I think it would be nice to remove the same object requirement for tee chunks. We probably won't be able to relax that in the future once code starts depending on shared state between the streams.

Removing same object on the chunks creates a memory penalty with the simple implementation, but it seems like copy-on-write is a simple optimization that could be applied here. (I say "simple", but I'm not a JS engine guy...)

martinthomson commented 9 years ago

@wanderview, if we relax the SameObject requirement that doesn't mean that it has to be a different object. If it makes sense to return the same object, then you can.

wanderview commented 9 years ago

I think we should spec same object or different object. Otherwise we will end up with compat issues between different stream implementations.

martinthomson commented 9 years ago

As long as it is same value, why does it matter if the objects are same or different?

wanderview commented 9 years ago

Because sites will do things like chunk.processed = true to communicate between the two sides of the tee() if we return same object.

If we don't spec same object or different object, a browser returning same object may still lead to sites doing this. Which then breaks the site in other browsers. I think its better to be explicit.

martinthomson commented 9 years ago

Ugh. Yes, I can accept that reasoning. Of course, we can't make the same guarantee for custom tee() functions, but the default behaviour will be the important thing.

yutakahirano commented 9 years ago

Can we throttle fetch stream-reading from a request by N bytes in the fetch algorithm until the http status code arrives (N will be given via the RequestInit parameter)? Then we don't have to modify tee function, I think.

annevk commented 9 years ago

Pretty sure that in the normal case we will not get the status code until the server receives all bytes, so I don't think that works, unless I'm missing something.

yutakahirano commented 9 years ago

@annevk

fetch(new Request(url, {body: rs}))

Sorry I mixed these two issues.

For the latter, I would set shouldClone parameter for tee(). If ReadableByteStream (or ReadableStream for bytes) allows an implementer to coalesce buffers, the implementer can optimize the operation without an observable behavior change, I think.
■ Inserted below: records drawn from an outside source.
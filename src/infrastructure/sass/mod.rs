//! Stylesheet compiler backed by `grass`

use std::path::{Path, PathBuf};

use crate::domain::ports::{OutputStyle, StylesheetCompiler};
use crate::error::{PdsError, PdsResult};

/// Sass/SCSS compiler
#[derive(Debug, Clone, Copy, Default)]
pub struct GrassCompiler;

impl GrassCompiler {
    pub fn new() -> Self {
        Self
    }
}

impl StylesheetCompiler for GrassCompiler {
    fn compile(
        &self,
        source: &Path,
        load_paths: &[PathBuf],
        style: OutputStyle,
    ) -> PdsResult<String> {
        let style = match style {
            OutputStyle::Expanded => grass::OutputStyle::Expanded,
            OutputStyle::Compressed => grass::OutputStyle::Compressed,
        };
        let options = grass::Options::default()
            .style(style)
            .quiet(true)
            .load_paths(load_paths);

        grass::from_path(source, &options).map_err(|e| PdsError::StylesheetCompile {
            file: source.to_path_buf(),
            message: e.to_string(),
        })
    }
}
//! FileSystem port - abstraction over file I/O operations
//!
//! The build use case performs every filesystem mutation through this trait.

use std::path::{Path, PathBuf};

use thiserror::Error;

/// Result type for file system operations
pub type FsResult<T> = Result<T, FsError>;

/// File system operation errors
#[derive(Debug, Error)]
pub enum FsError {
    /// File not found
    #[error("File not found: {}", .0.display())]
    NotFound(PathBuf),
    /// Permission denied
    #[error("Permission denied: {}", .0.display())]
    PermissionDenied(PathBuf),
    /// I/O error
    #[error("I/O error on {}: {source}", .path.display())]
    Io {
        path: PathBuf,
        #[source]
        source: std::io::Error,
    },
    /// Other error
    #[error("{0}")]
    Other(String),
}

impl FsError {
    /// Attach the offending path to an `io::Error`
    pub fn at(path: &Path, err: std::io::Error) -> Self {
        match err.kind() {
            std::io::ErrorKind::NotFound => FsError::NotFound(path.to_path_buf()),
            std::io::ErrorKind::PermissionDenied => FsError::PermissionDenied(path.to_path_buf()),
            _ => FsError::Io {
                path: path.to_path_buf(),
                source: err,
            },
        }
    }
}

/// Abstract file system interface
///
/// Implementations:
/// - `LocalFs` - standard file I/O
pub trait FileSystem {
    /// Read file content as string
    fn read(&self, path: &Path) -> FsResult<String>;

    /// Write content to file, creating parent directories
    fn write(&self, path: &Path, content: &str) -> FsResult<()>;

    /// Check if a file or directory exists
    fn exists(&self, path: &Path) -> bool;

    /// Check if a directory exists
    fn is_dir(&self, path: &Path) -> bool;

    /// Create directory and parents
    fn create_dir_all(&self, path: &Path) -> FsResult<()>;

    /// Remove a directory tree; a missing directory is not an error
    fn remove_dir_all(&self, path: &Path) -> FsResult<()>;

    /// Recursively copy the contents of `from` into `to`, overwriting
    /// existing files. Returns the number of files copied.
    fn copy_tree(&self, from: &Path, to: &Path) -> FsResult<usize>;

    /// All files below `root`, relative to it, sorted
    fn list_files(&self, root: &Path) -> FsResult<Vec<PathBuf>>;

    /// Compute content hash (`sha256:<hex>`)
    fn hash(&self, path: &Path) -> FsResult<String>;
}
//! Scenario files
//!
//! ```yaml
//! scenarios:
//!   - name: Off campus EZProxy login
//!     given: { campus: off_campus, logged_out: true }
//!     steps:
//!       - step: visit
//!         url: https://ezproxy.library.nyu.edu/login?url=https://jstor.org
//!       - step: expect_login_screen
//! ```

use std::path::Path;

use serde::Deserialize;
use serde_yaml_ng::Value;

use crate::domain::scenario::Scenario;
use crate::domain::step::StepId;
use crate::error::{PdsError, PdsResult};

#[derive(Debug, Clone, Deserialize)]
#[serde(deny_unknown_fields)]
pub struct ScenarioFile {
    pub scenarios: Vec<Scenario>,
}

/// Parse scenario YAML; `origin` names the source in errors
pub fn parse_scenarios(content: &str, origin: &Path) -> PdsResult<Vec<Scenario>> {
    let invalid = |message: String| PdsError::InvalidScenarios {
        file: origin.to_path_buf(),
        message,
    };

    let file: ScenarioFile =
        serde_yaml_ng::from_str(content).map_err(|e| invalid(e.to_string()))?;
    let raw: Value = serde_yaml_ng::from_str(content).map_err(|e| invalid(e.to_string()))?;
    check_step_keys(&raw).map_err(invalid)?;

    for (index, scenario) in file.scenarios.iter().enumerate() {
        if scenario.name.trim().is_empty() {
            return Err(invalid(format!("scenario #{} has no name", index + 1)));
        }
        if scenario.steps.is_empty() {
            return Err(invalid(format!("scenario '{}' has no steps", scenario.name)));
        }
    }
    Ok(file.scenarios)
}

/// Tagged enums ignore extra keys, so a misspelled argument would pass silently
fn check_step_keys(raw: &Value) -> Result<(), String> {
    let scenarios = raw
        .get("scenarios")
        .and_then(Value::as_sequence)
        .map(Vec::as_slice)
        .unwrap_or_default();

    for scenario in scenarios {
        let name = scenario.get("name").and_then(Value::as_str).unwrap_or("?");
        let steps = scenario
            .get("steps")
            .and_then(Value::as_sequence)
            .map(Vec::as_slice)
            .unwrap_or_default();

        for (index, step) in steps.iter().enumerate() {
            let Some(mapping) = step.as_mapping() else {
                continue;
            };
            let Some(id) = step
                .get("step")
                .and_then(Value::as_str)
                .and_then(StepId::from_name)
            else {
                continue;
            };
            for key in mapping.keys() {
                let key = key.as_str().unwrap_or_default();
                if key != "step" && !id.arguments().contains(&key) {
                    return Err(format!(
                        "scenario '{name}' step #{} ({id}): unknown field `{key}`",
                        index + 1
                    ));
                }
            }
        }
    }
    Ok(())
}

pub fn load_scenarios(path: &Path) -> PdsResult<Vec<Scenario>> {
    let content = std::fs::read_to_string(path).map_err(|e| PdsError::InvalidScenarios {
        file: path.to_path_buf(),
        message: e.to_string(),
    })?;
    parse_scenarios(&content, path)
}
annevk commented 9 years ago

A user might want to limit the number of in-flight bytes until the response status arrives (especially for infinite streams).

How does that work in HTTP? That requires Expect: 100-continue, but even then I don't think we are guaranteed to not get a redirect?

yutakahirano commented 9 years ago

If limiting the number of bytes is impossible, it looks dangerous to issue a fetch request with a stream body and "follow" redirect mode.